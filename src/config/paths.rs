//! Where the voice chat keeps its files.
//!
//! `settings.toml` goes under the platform config directory and the
//! conversation history (`memory.json`) under the platform local data
//! directory, each in a `voice-chat` subdirectory.  A platform without one
//! of those directories gets the current directory instead.

use std::path::{Path, PathBuf};

const APP_DIR: &str = "voice-chat";

/// Resolved file locations.
#[derive(Debug, Clone, PartialEq, Eq)]
pub struct AppPaths {
    pub settings_file: PathBuf,
    /// Default history file; `[memory] file` in the settings overrides it.
    pub memory_file: PathBuf,
}

impl AppPaths {
    pub fn new() -> Self {
        let config_root = dirs::config_dir().unwrap_or_else(|| PathBuf::from("."));
        let data_root = dirs::data_local_dir().unwrap_or_else(|| PathBuf::from("."));
        Self::under(&config_root, &data_root)
    }

    /// The same layout below explicit roots.
    pub fn under(config_root: &Path, data_root: &Path) -> Self {
        Self {
            settings_file: config_root.join(APP_DIR).join("settings.toml"),
            memory_file: data_root.join(APP_DIR).join("memory.json"),
        }
    }
}

impl Default for AppPaths {
    fn default() -> Self {
        Self::new()
    }
}

#[cfg(test)]
mod tests {
    use super::*;

    #[test]
    fn layout_below_roots() {
        let paths = AppPaths::under(Path::new("/cfg"), Path::new("/data"));
        assert_eq!(
            paths.settings_file,
            PathBuf::from("/cfg/voice-chat/settings.toml")
        );
        assert_eq!(paths.memory_file, PathBuf::from("/data/voice-chat/memory.json"));
    }

    #[test]
    fn platform_paths_end_in_app_dir() {
        let paths = AppPaths::new();
        for file in [&paths.settings_file, &paths.memory_file] {
            let dir = file.parent().and_then(Path::file_name);
            assert_eq!(dir, Some(std::ffi::OsStr::new(APP_DIR)), "{file:?}");
        }
    }
}
//! JSON persistence of the conversation history.
//!
//! The store holds the user/assistant turns only; the persona is prepended
//! per request and never written to disk.  Each save keeps the newest
//! `max_history` turns so a reload can never blow the model's context.

use std::path::{Path, PathBuf};

use thiserror::Error;

use super::ConversationHistory;

// ---------------------------------------------------------------------------
// StoreError
// ---------------------------------------------------------------------------

#[derive(Debug, Error)]
pub enum StoreError {
    #[error("history file I/O failed: {0}")]
    Io(#[from] std::io::Error),

    #[error("history file is not valid JSON: {0}")]
    Json(#[from] serde_json::Error),
}

// ---------------------------------------------------------------------------
// HistoryStore
// ---------------------------------------------------------------------------

/// Loads and saves a [`ConversationHistory`] as a pretty-printed JSON list.
///
/// # Example
/// ```rust
/// use voice_chat::conversation::{ConversationTurn, HistoryStore};
///
/// let dir = tempfile::tempdir().unwrap();
/// let store = HistoryStore::new(dir.path().join("memory.json"), 20);
///
/// assert!(store.load().unwrap().is_empty()); // first run
/// store.save(&[ConversationTurn::user("hi")]).unwrap();
/// assert_eq!(store.load().unwrap().len(), 1);
/// ```
#[derive(Debug, Clone)]
pub struct HistoryStore {
    path: PathBuf,
    max_history: usize,
}

impl HistoryStore {
    pub fn new(path: impl Into<PathBuf>, max_history: usize) -> Self {
        Self {
            path: path.into(),
            max_history,
        }
    }

    pub fn path(&self) -> &Path {
        &self.path
    }

    /// Read the stored history.  A missing file is a first run and yields an
    /// empty history.
    pub fn load(&self) -> Result<ConversationHistory, StoreError> {
        if !self.path.exists() {
            return Ok(ConversationHistory::new());
        }
        let content = std::fs::read_to_string(&self.path)?;
        let history: ConversationHistory = serde_json::from_str(&content)?;
        log::debug!(
            "store: loaded {} turn(s) from {}",
            history.len(),
            self.path.display()
        );
        Ok(history)
    }

    /// Write the newest `max_history` turns, creating parent directories as
    /// needed.
    pub fn save(&self, history: &[super::ConversationTurn]) -> Result<(), StoreError> {
        if let Some(parent) = self.path.parent() {
            std::fs::create_dir_all(parent)?;
        }
        let start = history.len().saturating_sub(self.max_history);
        let content = serde_json::to_string_pretty(&history[start..])?;
        std::fs::write(&self.path, content)?;
        Ok(())
    }

    /// Delete the history file.  Succeeds when there is nothing to delete.
    pub fn clear(&self) -> Result<(), StoreError> {
        match std::fs::remove_file(&self.path) {
            Ok(()) => Ok(()),
            Err(e) if e.kind() == std::io::ErrorKind::NotFound => Ok(()),
            Err(e) => Err(e.into()),
        }
    }
}

// ---------------------------------------------------------------------------
// Tests
// ---------------------------------------------------------------------------
//! TTS (text-to-speech) module: the synthesis engine seam and the speech
//! dispatcher that feeds the playback queue.
//!
//! # Architecture
//!
//! ```text
//! ┌─────────────────────────────────────────────────────────┐
//! │                 SpeechDispatcher ("speech-dispatch")     │
//! │                                                         │
//! │   SpeechSegment ──▶ SpeechSynthesizer (trait)           │
//! │                     └─ CommandSynthesizer               │
//! │                              │ mono f32 @ engine rate   │
//! │                              ▼                          │
//! │                     resample → PlaybackQueue → wait()   │
//! └─────────────────────────────────────────────────────────┘
//! ```
//!
//! # Quick start
//!
//! ```rust,no_run
//! use std::sync::Arc;
//! use voice_chat::audio::PlaybackQueue;
//! use voice_chat::config::AppConfig;
//! use voice_chat::stream::SpeechSegment;
//! use voice_chat::tts::{CommandSynthesizer, SpeechDispatcher};
//!
//! let config = AppConfig::default();
//! let queue = Arc::new(PlaybackQueue::new(&config.playback, config.tts.sample_rate));
//! let synth = CommandSynthesizer::from_config(&config.tts).unwrap();
//! let dispatcher = SpeechDispatcher::spawn(Arc::new(synth), queue).unwrap();
//!
//! let speech = dispatcher.begin_response().unwrap();
//! speech.speak(SpeechSegment::new("Hello there.").unwrap());
//! speech.wait_done();
//! ```

pub mod dispatcher;
pub mod engine;

// ── Public re-exports ──────────────────────────────────────────────────────

pub use dispatcher::{DispatchSnapshot, ResponseSpeech, SpeechDispatcher};
pub use engine::{decode_pcm_s16le, CommandSynthesizer, SpeechSynthesizer, TtsError};

// test-only re-export so the pipeline tests can import MockSynthesizer
// without `use voice_chat::tts::engine::MockSynthesizer`.
#[cfg(test)]
pub use engine::MockSynthesizer;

(Brief) Your answer must be every record above, repeated exactly.

(Solution to the problem)
filename src/config/paths.rs
//! Where the voice chat keeps its files.
//!
//! `settings.toml` goes under the platform config directory and the
//! conversation history (`memory.json`) under the platform local data
//! directory, each in a `voice-chat` subdirectory.  A platform without one
//! of those directories gets the current directory instead.

use std::path::{Path, PathBuf};

const APP_DIR: &str = "voice-chat";

/// Resolved file locations.
#[derive(Debug, Clone, PartialEq, Eq)]
pub struct AppPaths {
    pub settings_file: PathBuf,
    /// Default history file; `[memory] file` in the settings overrides it.
    pub memory_file: PathBuf,
}

impl AppPaths {
    pub fn new() -> Self {
        let config_root = dirs::config_dir().unwrap_or_else(|| PathBuf::from("."));
        let data_root = dirs::data_local_dir().unwrap_or_else(|| PathBuf::from("."));
        Self::under(&config_root, &data_root)
    }

    /// The same layout below explicit roots.
    pub fn under(config_root: &Path, data_root: &Path) -> Self {
        Self {
            settings_file: config_root.join(APP_DIR).join("settings.toml"),
            memory_file: data_root.join(APP_DIR).join("memory.json"),
        }
    }
}

impl Default for AppPaths {
    fn default() -> Self {
        Self::new()
    }
}

#[cfg(test)]
mod tests {
    use super::*;

    #[test]
    fn layout_below_roots() {
        let paths = AppPaths::under(Path::new("/cfg"), Path::new("/data"));
        assert_eq!(
            paths.settings_file,
            PathBuf::from("/cfg/voice-chat/settings.toml")
        );
        assert_eq!(paths.memory_file, PathBuf::from("/data/voice-chat/memory.json"));
    }

    #[test]
    fn platform_paths_end_in_app_dir() {
        let paths = AppPaths::new();
        for file in [&paths.settings_file, &paths.memory_file] {
            let dir = file.parent().and_then(Path::file_name);
            assert_eq!(dir, Some(std::ffi::OsStr::new(APP_DIR)), "{file:?}");
        }
    }
}
//! JSON persistence of the conversation history.
//!
//! The store holds the user/assistant turns only; the persona is prepended
//! per request and never written to disk.  Each save keeps the newest
//! `max_history` turns so a reload can never blow the model's context.

use std::path::{Path, PathBuf};

use thiserror::Error;

use super::ConversationHistory;

// ---------------------------------------------------------------------------
// StoreError
// ---------------------------------------------------------------------------

#[derive(Debug, Error)]
pub enum StoreError {
    #[error("history file I/O failed: {0}")]
    Io(#[from] std::io::Error),

    #[error("history file is not valid JSON: {0}")]
    Json(#[from] serde_json::Error),
}

// ---------------------------------------------------------------------------
// HistoryStore
// ---------------------------------------------------------------------------

/// Loads and saves a [`ConversationHistory`] as a pretty-printed JSON list.
///
/// # Example
/// ```rust
/// use voice_chat::conversation::{ConversationTurn, HistoryStore};
///
/// let dir = tempfile::tempdir().unwrap();
/// let store = HistoryStore::new(dir.path().join("memory.json"), 20);
///
/// assert!(store.load().unwrap().is_empty()); // first run
/// store.save(&[ConversationTurn::user("hi")]).unwrap();
/// assert_eq!(store.load().unwrap().len(), 1);
/// ```
#[derive(Debug, Clone)]
pub struct HistoryStore {
    path: PathBuf,
    max_history: usize,
}

impl HistoryStore {
    pub fn new(path: impl Into<PathBuf>, max_history: usize) -> Self {
        Self {
            path: path.into(),
            max_history,
        }
    }

    pub fn path(&self) -> &Path {
        &self.path
    }

    /// Read the stored history.  A missing file is a first run and yields an
    /// empty history.
    pub fn load(&self) -> Result<ConversationHistory, StoreError> {
        if !self.path.exists() {
            return Ok(ConversationHistory::new());
        }
        let content = std::fs::read_to_string(&self.path)?;
        let history: ConversationHistory = serde_json::from_str(&content)?;
        log::debug!(
            "store: loaded {} turn(s) from {}",
            history.len(),
            self.path.display()
        );
        Ok(history)
    }

    /// Write the newest `max_history` turns, creating parent directories as
    /// needed.
    pub fn save(&self, history: &[super::ConversationTurn]) -> Result<(), StoreError> {
        if let Some(parent) = self.path.parent() {
            std::fs::create_dir_all(parent)?;
        }
        let start = history.len().saturating_sub(self.max_history);
        let content = serde_json::to_string_pretty(&history[start..])?;
        std::fs::write(&self.path, content)?;
        Ok(())
    }

    /// Delete the history file.  Succeeds when there is nothing to delete.
    pub fn clear(&self) -> Result<(), StoreError> {
        match std::fs::remove_file(&self.path) {
            Ok(()) => Ok(()),
            Err(e) if e.kind() == std::io::ErrorKind::NotFound => Ok(()),
            Err(e) => Err(e.into()),
        }
    }
}

// ---------------------------------------------------------------------------
// Tests
// ---------------------------------------------------------------------------
//! TTS (text-to-speech) module: the synthesis engine seam and the speech
//! dispatcher that feeds the playback queue.
//!
//! # Architecture
//!
//! ```text
//! ┌─────────────────────────────────────────────────────────┐
//! │                 SpeechDispatcher ("speech-dispatch")     │
//! │                                                         │
//! │   SpeechSegment ──▶ SpeechSynthesizer (trait)           │
//! │                     └─ CommandSynthesizer               │
//! │                              │ mono f32 @ engine rate   │
//! │                              ▼                          │
//! │                     resample → PlaybackQueue → wait()   │
//! └─────────────────────────────────────────────────────────┘
//! ```
//!
//! # Quick start
//!
//! ```rust,no_run
//! use std::sync::Arc;
//! use voice_chat::audio::PlaybackQueue;
//! use voice_chat::config::AppConfig;
//! use voice_chat::stream::SpeechSegment;
//! use voice_chat::tts::{CommandSynthesizer, SpeechDispatcher};
//!
//! let config = AppConfig::default();
//! let queue = Arc::new(PlaybackQueue::new(&config.playback, config.tts.sample_rate));
//! let synth = CommandSynthesizer::from_config(&config.tts).unwrap();
//! let dispatcher = SpeechDispatcher::spawn(Arc::new(synth), queue).unwrap();
//!
//! let speech = dispatcher.begin_response().unwrap();
//! speech.speak(SpeechSegment::new("Hello there.").unwrap());
//! speech.wait_done();
//! ```

pub mod dispatcher;
pub mod engine;

// ── Public re-exports ──────────────────────────────────────────────────────

pub use dispatcher::{DispatchSnapshot, ResponseSpeech, SpeechDispatcher};
pub use engine::{decode_pcm_s16le, CommandSynthesizer, SpeechSynthesizer, TtsError};

// test-only re-export so the pipeline tests can import MockSynthesizer
// without `use voice_chat::tts::engine::MockSynthesizer`.
#[cfg(test)]
pub use engine::MockSynthesizer;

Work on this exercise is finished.